High-density oligonucleotide array technology was used to search for gene expression changes that may predict or cause sporadic tumorigenesis. To reduce variation among samples, a non-transformed mouse epidermal keratinocyte clone was compared with its carcinoma-producing or papilloma-producing 7,12-dimethylbenz[a]anthracene-initiated cell derivative. The majority of the ∼12 325 genes or expressed sequence tags (ESTs) analyzed remained unaltered reflective of the clonal nature of the model. Consistent gene expression changes among biological replicates included 69 in malignancy-prone initiated cells, 46 in papilloma-precursor initiated cells and an additional 45 with changes in both initiated cell lineages. The changes covered a broad spectrum of cellular activities, implying that multiple pathways cooperate at the initiation of carcinogenesis. There was a tendency in the malignancy-prone cells for differences in proliferation and apoptosis-related genes. The benign lineage tended toward aberrant expression of genes involved in differentiation and epidermal barrier function. Several independently confirmed gene expression changes revealed plausible effectors to bypass an activated ras protein in proliferation pathways and to compromise the wild-type p53 and other apoptosis pathways at initiation of carcinogenesis.
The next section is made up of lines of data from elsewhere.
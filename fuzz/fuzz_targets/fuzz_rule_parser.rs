//! Fuzz target for rule code compilation.
//!
//! Goal: compiling policy code should **never panic** on any input.
//! It may return errors, but panics are unacceptable.
//!
//! Run with:
//! ```bash
//! cargo +nightly fuzz run fuzz_rule_parser
//! ```

#![no_main]

use libfuzzer_sys::fuzz_target;

fuzz_target!(|data: &[u8]| {
    if let Ok(text) = std::str::from_utf8(data) {
        let _ = admitguard_domain::rule::compile(text, &[]);
        let _ = admitguard_domain::rule::compile(text, &["registry", "max"]);
    }
});
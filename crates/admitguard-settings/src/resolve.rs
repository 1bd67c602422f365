use crate::{
    model::ValidatorConfigV1,
    presets::{self, PROFILE_ADMISSION},
};
use admitguard_domain::{SinkFailureMode, ValidatorOptions};
use admitguard_types::ids::SCHEMA_CONFIG_V1;
use anyhow::Context;
use std::time::Duration;

/// Programmatic overrides; these win over config file keys.
#[derive(Clone, Debug, Default)]
pub struct Overrides {
    pub profile: Option<String>,
    pub validation_type: Option<String>,
    pub write_compliance: Option<bool>,
    pub parallelism: Option<usize>,
}

#[derive(Clone, Debug)]
pub struct ResolvedConfig {
    pub profile: String,
    pub options: ValidatorOptions,
}

pub fn resolve_config(
    cfg: ValidatorConfigV1,
    overrides: Overrides,
) -> anyhow::Result<ResolvedConfig> {
    if let Some(schema) = cfg.schema.as_deref()
        && schema != SCHEMA_CONFIG_V1
    {
        anyhow::bail!("unsupported schema: {schema} (expected {SCHEMA_CONFIG_V1})");
    }

    let profile = overrides
        .profile
        .clone()
        .or(cfg.profile.clone())
        .unwrap_or_else(|| PROFILE_ADMISSION.to_string());

    let mut options = presets::preset(&profile).with_context(|| {
        format!("unknown profile: {profile} (expected admission|audit|tf-admission)")
    })?;

    if let Some(validation_type) = overrides.validation_type.or(cfg.validation_type) {
        anyhow::ensure!(
            !validation_type.trim().is_empty(),
            "validation_type must not be empty"
        );
        options.validation_type = validation_type;
    }

    if let Some(write_compliance) = overrides.write_compliance.or(cfg.write_compliance) {
        options.write_compliance = write_compliance;
    }

    if let Some(parallelism) = overrides.parallelism.or(cfg.parallelism) {
        options.parallelism = parallelism;
    }

    if let Some(mode) = cfg.sink_failure.as_deref() {
        options.sink_failure = parse_sink_failure(mode).context("invalid sink_failure")?;
    }

    if let Some(ms) = cfg.evaluation_timeout_ms {
        options.evaluation_timeout = (ms > 0).then(|| Duration::from_millis(ms));
    }

    if let Some(cache_rules) = cfg.cache_rules {
        options.cache_rules = cache_rules;
    }

    Ok(ResolvedConfig { profile, options })
}

fn parse_sink_failure(v: &str) -> anyhow::Result<SinkFailureMode> {
    match v {
        "report" => Ok(SinkFailureMode::Report),
        "propagate" => Ok(SinkFailureMode::Propagate),
        other => anyhow::bail!("unknown sink failure mode: {other} (expected report|propagate)"),
    }
}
The differential expression patterns of the initiated cells are consistent with the hypothesis that changes in gene expression at initiation may cooperate with subsequent oncogenic changes to determine malignant fate. The cloned epidermal cell lineages allowed detection of putative early cancer genes in a model that is conducive to testing their direct role in epithelial multistep carcinogenesis in vitro and in vivo.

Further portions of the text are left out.